There are two main ways to get help.

They are referring yourself to a psychotherapy service or to see your GP who can then refer you.

You can also contact the Samaritans and there are many helplines to guide you through what can be a challenging experience.

You can’t change if you have OCD or not, but there are factors you can control that can help reduce your chances of developing dementia.

As with symptoms, there is no single cause for all types of dementia and there is no complete scientific understanding that would facilitate the development of preventative treatments.

However, there are things we can all do to reduce our risk.

The charity, Race Against Dementia, has identified twelve risk factors that can help reduce the likelihood of developing it in middle age or later.
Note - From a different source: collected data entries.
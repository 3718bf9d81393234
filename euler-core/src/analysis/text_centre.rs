//! Max-margin label anchors for overlap regions.

use std::collections::{BTreeMap, BTreeSet};

use itertools::Itertools;
use log::warn;
use serde::{Deserialize, Serialize};

use crate::geometry::circle::Circle;
use crate::geometry::intersection::intersection_stats;
use crate::geometry::point::{center, distance, Point};
use crate::geometry::SMALL;
use crate::layout::area::Area;
use crate::layout::CircleRecord;
use crate::optimization::nelder_mead::{nelder_mead, NelderMeadParams};

/// Label anchor for one area. `disjoint` marks a region with no joint
/// intersection; its point is an off-canvas sentinel and the area is not
/// visually representable.
#[derive(Debug, Clone, Copy, PartialEq, Serialize, Deserialize)]
pub struct TextCentre {
    pub point: Point,
    pub disjoint: bool,
}

impl TextCentre {
    fn at(point: Point) -> Self {
        TextCentre { point, disjoint: false }
    }
}

/// Signed clearance of `p`: distance inside the nearest interior boundary,
/// capped by the distance outside the nearest exterior boundary.
fn circle_margin(p: &Point, interior: &[Circle], exterior: &[Circle]) -> f64 {
    let mut margin = f64::INFINITY;
    for circle in interior {
        margin = margin.min(circle.r - distance(&circle.c, p));
    }
    for circle in exterior {
        margin = margin.min(distance(&circle.c, p) - circle.r);
    }
    margin
}

/// For each circle, the ids of circles fully containing it. Containment
/// rather than mere overlap: a containing circle never excludes a label from
/// the region, so it must not count as exterior either.
fn containing_circles(circles: &CircleRecord) -> BTreeMap<&str, Vec<&str>> {
    let mut containers: BTreeMap<&str, Vec<&str>> =
        circles.keys().map(|id| (id.as_str(), Vec::new())).collect();
    for ((a_id, a), (b_id, b)) in circles.iter().tuple_combinations() {
        let d = distance(&a.c, &b.c);
        if d + b.r <= a.r + SMALL {
            containers.entry(b_id.as_str()).or_default().push(a_id.as_str());
        } else if d + a.r <= b.r + SMALL {
            containers.entry(a_id.as_str()).or_default().push(b_id.as_str());
        }
    }
    containers
}

/// Max-margin point inside every `interior` circle and outside every
/// `exterior` circle: seeded from interior centers and half-radius offsets,
/// refined by simplex search, with a chain of degenerate-case fallbacks.
pub fn compute_text_centre(interior: &[Circle], exterior: &[Circle]) -> TextCentre {
    let mut seeds = Vec::with_capacity(interior.len() * 5);
    for circle in interior {
        let Circle { c, r } = *circle;
        seeds.push(c);
        seeds.push(Point { x: c.x + r / 2., y: c.y });
        seeds.push(Point { x: c.x - r / 2., y: c.y });
        seeds.push(Point { x: c.x, y: c.y + r / 2. });
        seeds.push(Point { x: c.x, y: c.y - r / 2. });
    }
    let Some(initial) = seeds
        .iter()
        .max_by(|a, b| {
            circle_margin(a, interior, exterior).total_cmp(&circle_margin(b, interior, exterior))
        })
        .copied()
    else {
        return TextCentre { point: Point { x: 0., y: -1000. }, disjoint: true };
    };

    let refined = nelder_mead(
        |p| -circle_margin(&Point { x: p[0], y: p[1] }, interior, exterior),
        &[initial.x, initial.y],
        &NelderMeadParams { max_iterations: 500, min_error_delta: 1e-10, ..Default::default() },
    );
    let candidate = Point { x: refined.x[0], y: refined.x[1] };

    let valid = interior.iter().all(|c| distance(&candidate, &c.c) <= c.r)
        && exterior.iter().all(|c| distance(&candidate, &c.c) >= c.r);
    if valid {
        return TextCentre::at(candidate);
    }

    if interior.len() == 1 {
        return TextCentre::at(interior[0].c);
    }
    let stats = intersection_stats(interior);
    if stats.arcs.is_empty() {
        // no joint intersection: flag rather than guess
        TextCentre { point: Point { x: 0., y: -1000. }, disjoint: true }
    } else if stats.arcs.len() == 1 {
        TextCentre::at(stats.arcs[0].circle.c)
    } else if !exterior.is_empty() {
        // the exterior constraints made the margin infeasible; retry without
        compute_text_centre(interior, &[])
    } else {
        TextCentre::at(center(&stats.arcs.iter().map(|a| a.p1).collect::<Vec<_>>()))
    }
}

/// Anchors for every requested area against the finalized circle set. Keys
/// join the area's set ids with `delimiter`.
pub fn compute_text_centres(
    circles: &CircleRecord,
    areas: &[Area],
    delimiter: &str,
) -> BTreeMap<String, TextCentre> {
    let containers = containing_circles(circles);
    let mut centres = BTreeMap::new();
    for area in areas {
        let members: BTreeSet<&str> = area.sets.iter().map(|s| s.as_str()).collect();
        let mut excluded: BTreeSet<&str> = BTreeSet::new();
        for set in &members {
            if let Some(containing) = containers.get(set) {
                excluded.extend(containing);
            }
        }

        let mut interior = Vec::new();
        let mut exterior = Vec::new();
        for (id, circle) in circles {
            if members.contains(id.as_str()) {
                interior.push(*circle);
            } else if !excluded.contains(id.as_str()) {
                exterior.push(*circle);
            }
        }

        let centre = compute_text_centre(&interior, &exterior);
        if centre.disjoint && area.size > 0. {
            warn!("area {:?} cannot be represented on screen", area.sets);
        }
        centres.insert(area.sets.join(delimiter), centre);
    }
    centres
}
They say if all of these cases were alleviated worldwide, it could reduce future cases of dementia by 40 percent.

The first and only factor in early life is education. According to the charity, “Higher and longer lasting education is proven [to] improve cognitive performance”.

In middle age, hearing impairment, high blood pressure (hypertension), obesity and high alcohol intake are cited as factors we can mitigate.

Furthermore, the charity recommends that living in an area with high levels of air pollution, such as large cities, or an area where you are socially isolated, will increase your risk.

Despite these risk factors, the positive message to get across is that these are all factors, for the most part, under your control, and that even if you are middle-aged, you still have time to change and adapt.